◆ What is required
Which lines below fall between the one containing "pub fn description(&self, description: Option<&str>)" and the one containing "reshaped for display"? Repeat them exactly, counting both of those lines, and add nothing else.

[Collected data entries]
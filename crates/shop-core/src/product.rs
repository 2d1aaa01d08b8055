//! # Product Types
//!
//! Display model for catalog products.
//! Products are owned by the payment provider and reshaped on every fetch.

use serde::{Deserialize, Serialize};

/// Image shown when the provider has none for a product
pub const PLACEHOLDER_IMAGE: &str = "/images/placeholder.jpg";

/// Description shown when the provider has none for a product
pub const FALLBACK_DESCRIPTION: &str = "No description available";

/// Category assigned when product metadata names none
pub const DEFAULT_CATEGORY: &str = "Uncategorized";

/// Currencies with a known minor-unit exponent (ISO 4217)
#[derive(Debug, Clone, Copy, PartialEq, Eq, Hash)]
pub enum Currency {
    USD,
    EUR,
    GBP,
    JPY,
    KRW,
    CAD,
    AUD,
    CHF,
    MXN,
}

impl Currency {
    /// Parse a provider currency code (case-insensitive)
    pub fn from_code(code: &str) -> Option<Self> {
        match code.to_ascii_lowercase().as_str() {
            "usd" => Some(Currency::USD),
            "eur" => Some(Currency::EUR),
            "gbp" => Some(Currency::GBP),
            "jpy" => Some(Currency::JPY),
            "krw" => Some(Currency::KRW),
            "cad" => Some(Currency::CAD),
            "aud" => Some(Currency::AUD),
            "chf" => Some(Currency::CHF),
            "mxn" => Some(Currency::MXN),
            _ => None,
        }
    }

    /// Returns the number of decimal places for this currency
    /// (JPY and KRW have 0 decimals, the others have 2)
    pub fn decimal_places(&self) -> u8 {
        match self {
            Currency::JPY | Currency::KRW => 0,
            _ => 2,
        }
    }

    /// Convert from smallest unit to decimal
    pub fn from_smallest_unit(&self, amount: i64) -> f64 {
        let divisor = 10_f64.powi(self.decimal_places() as i32);
        amount as f64 / divisor
    }
}

impl Default for Currency {
    fn default() -> Self {
        Currency::USD
    }
}

/// Convert a provider minor-unit amount to decimal currency units.
///
/// Unknown currency codes are treated as two-decimal currencies.
pub fn minor_units_to_decimal(amount: i64, currency: Option<&str>) -> f64 {
    currency
        .and_then(Currency::from_code)
        .unwrap_or_default()
        .from_smallest_unit(amount)
}

/// Fallbacks applied when reshaping provider products
#[derive(Debug, Clone, PartialEq, Eq, Serialize, Deserialize)]
#[serde(default)]
pub struct ProductDefaults {
    pub placeholder_image: String,
    pub fallback_description: String,
    pub default_category: String,
}

impl Default for ProductDefaults {
    fn default() -> Self {
        Self {
            placeholder_image: PLACEHOLDER_IMAGE.to_string(),
            fallback_description: FALLBACK_DESCRIPTION.to_string(),
            default_category: DEFAULT_CATEGORY.to_string(),
        }
    }
}

impl ProductDefaults {
    /// First non-empty image, else the placeholder
    pub fn image(&self, images: &[String]) -> String {
        images
            .first()
            .filter(|url| !url.is_empty())
            .cloned()
            .unwrap_or_else(|| self.placeholder_image.clone())
    }

    /// Provider description, else the fallback
    pub fn description(&self, description: Option<&str>) -> String {
        match description {
            Some(d) if !d.is_empty() => d.to_string(),
            _ => self.fallback_description.clone(),
        }
    }

    /// Parse the comma-separated `categories` (or legacy `category`) metadata field.
    pub fn categories(&self, categories: Option<&str>, category: Option<&str>) -> Vec<String> {
        let raw = [categories, category]
            .into_iter()
            .flatten()
            .find(|value| !value.is_empty())
            .unwrap_or(self.default_category.as_str());

        let parsed: Vec<String> = raw
            .split(',')
            .map(str::trim)
            .filter(|cat| !cat.is_empty())
            .map(String::from)
            .collect();

        if parsed.is_empty() {
            vec![self.default_category.clone()]
        } else {
            parsed
        }
    }
}

/// A catalog product reshaped for display
#[derive(Debug, Clone, PartialEq, Serialize, Deserialize)]
#[serde(rename_all = "camelCase")]
pub struct ProcessedProduct {
    /// Provider product id (e.g. "prod_Q1w2e3")
    pub id: String,

    /// Display name
    pub name: String,

    /// Unit price in decimal currency units
    pub price: f64,

    /// Image URL (placeholder when the provider has none)
    pub image: String,

    /// Description (fallback text when the provider has none)
    pub description: String,

    /// Categories parsed from product metadata
    pub categories: Vec<String>,

    /// Provider price reference used for checkout
    #[serde(rename = "stripePriceId")]
    pub price_id: String,
}

impl ProcessedProduct {
    /// Check whether the product is listed under a category (case-insensitive)
    pub fn in_category(&self, category: &str) -> bool {
        self.categories
            .iter()
            .any(|c| c.eq_ignore_ascii_case(category))
    }
}
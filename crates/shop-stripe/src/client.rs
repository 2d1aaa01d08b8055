//! # Stripe HTTP Client
//!
//! Thin wrapper over `reqwest` that authenticates, pins the API version
//! and turns Stripe error bodies into `ShopError::ProviderError`.

use crate::config::StripeConfig;
use reqwest::{Client, RequestBuilder, StatusCode};
use serde::de::DeserializeOwned;
use serde::Deserialize;
use shop_core::{ShopError, ShopResult};
use tracing::error;

pub(crate) const PROVIDER: &str = "stripe";

pub struct StripeClient {
    config: StripeConfig,
    http: Client,
}

impl StripeClient {
    pub fn new(config: StripeConfig) -> ShopResult<Self> {
        let http = Client::builder()
            .timeout(config.timeout)
            .build()
            .map_err(|e| ShopError::Configuration(format!("Failed to create HTTP client: {e}")))?;

        Ok(Self { config, http })
    }

    pub fn config(&self) -> &StripeConfig {
        &self.config
    }

    fn url(&self, path: &str) -> String {
        format!("{}{}", self.config.api_base_url, path)
    }

    fn authorized(&self, request: RequestBuilder) -> RequestBuilder {
        request
            .header("Authorization", self.config.auth_header())
            .header("Stripe-Version", &self.config.api_version)
    }

    /// GET a resource; a 404 is reported as `Ok(None)`
    pub async fn get_optional<T: DeserializeOwned>(
        &self,
        path: &str,
        query: &[(&str, String)],
    ) -> ShopResult<Option<T>> {
        let request = self.authorized(self.http.get(self.url(path)).query(query));
        let (status, body) = send(request).await?;

        if status == StatusCode::NOT_FOUND {
            return Ok(None);
        }
        parse(status, &body).map(Some)
    }

    /// GET a resource that must exist
    pub async fn get<T: DeserializeOwned>(
        &self,
        path: &str,
        query: &[(&str, String)],
    ) -> ShopResult<T> {
        let request = self.authorized(self.http.get(self.url(path)).query(query));
        let (status, body) = send(request).await?;
        parse(status, &body)
    }

    /// POST a form-encoded body
    pub async fn post_form<T: DeserializeOwned>(
        &self,
        path: &str,
        form: &[(String, String)],
        idempotency_key: Option<&str>,
    ) -> ShopResult<T> {
        let mut request = self.authorized(self.http.post(self.url(path)).form(form));
        if let Some(key) = idempotency_key {
            request = request.header("Idempotency-Key", key);
        }
        let (status, body) = send(request).await?;
        parse(status, &body)
    }
}

async fn send(request: RequestBuilder) -> ShopResult<(StatusCode, String)> {
    let response = request
        .send()
        .await
        .map_err(|e| ShopError::NetworkError(e.to_string()))?;

    let status = response.status();
    let body = response
        .text()
        .await
        .map_err(|e| ShopError::NetworkError(e.to_string()))?;

    Ok((status, body))
}

fn parse<T: DeserializeOwned>(status: StatusCode, body: &str) -> ShopResult<T> {
    if !status.is_success() {
        error!("Stripe API error: status={}, body={}", status, body);

        // Parse Stripe error
        if let Ok(error_response) = serde_json::from_str::<StripeErrorResponse>(body) {
            return Err(ShopError::ProviderError {
                provider: PROVIDER.to_string(),
                message: error_response.error.message,
            });
        }

        return Err(ShopError::ProviderError {
            provider: PROVIDER.to_string(),
            message: format!("HTTP {}", status),
        });
    }

    serde_json::from_str(body)
        .map_err(|e| ShopError::Serialization(format!("Failed to parse Stripe response: {}", e)))
}

#[derive(Debug, Deserialize)]
struct StripeErrorResponse {
    error: StripeError,
}

#[derive(Debug, Deserialize)]
struct StripeError {
    message: String,
}

#[cfg(test)]
mod tests {
    use super::*;

    #[derive(Debug, Deserialize)]
    struct Thing {
        id: String,
    }

    #[test]
    fn test_parse_success() {
        let thing: Thing = parse(StatusCode::OK, r#"{"id":"prod_1","object":"product"}"#).unwrap();
        assert_eq!(thing.id, "prod_1");
    }

    #[test]
    fn test_parse_stripe_error_message() {
        let body = r#"{"error":{"type":"invalid_request_error","code":"resource_missing","message":"No such price: 'price_nope'"}}"#;
        let err = parse::<Thing>(StatusCode::BAD_REQUEST, body).unwrap_err();

        assert_eq!(err.provider_message(), Some("No such price: 'price_nope'"));
    }

    #[test]
    fn test_parse_opaque_error() {
        let err = parse::<Thing>(StatusCode::BAD_GATEWAY, "<html>").unwrap_err();
        assert!(matches!(
            err,
            ShopError::ProviderError { ref message, .. } if message == "HTTP 502 Bad Gateway"
        ));
    }

    #[test]
    fn test_parse_garbage_success_body() {
        let err = parse::<Thing>(StatusCode::OK, "[]").unwrap_err();
        assert!(matches!(err, ShopError::Serialization(_)));
    }
}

◆ Exercise result
    pub fn description(&self, description: Option<&str>) -> String {
        match description {
            Some(d) if !d.is_empty() => d.to_string(),
            _ => self.fallback_description.clone(),
        }
    }

    /// Parse the comma-separated `categories` (or legacy `category`) metadata field.
    pub fn categories(&self, categories: Option<&str>, category: Option<&str>) -> Vec<String> {
        let raw = [categories, category]
            .into_iter()
            .flatten()
            .find(|value| !value.is_empty())
            .unwrap_or(self.default_category.as_str());

        let parsed: Vec<String> = raw
            .split(',')
            .map(str::trim)
            .filter(|cat| !cat.is_empty())
            .map(String::from)
            .collect();

        if parsed.is_empty() {
            vec![self.default_category.clone()]
        } else {
            parsed
        }
    }
}

/// A catalog product reshaped for display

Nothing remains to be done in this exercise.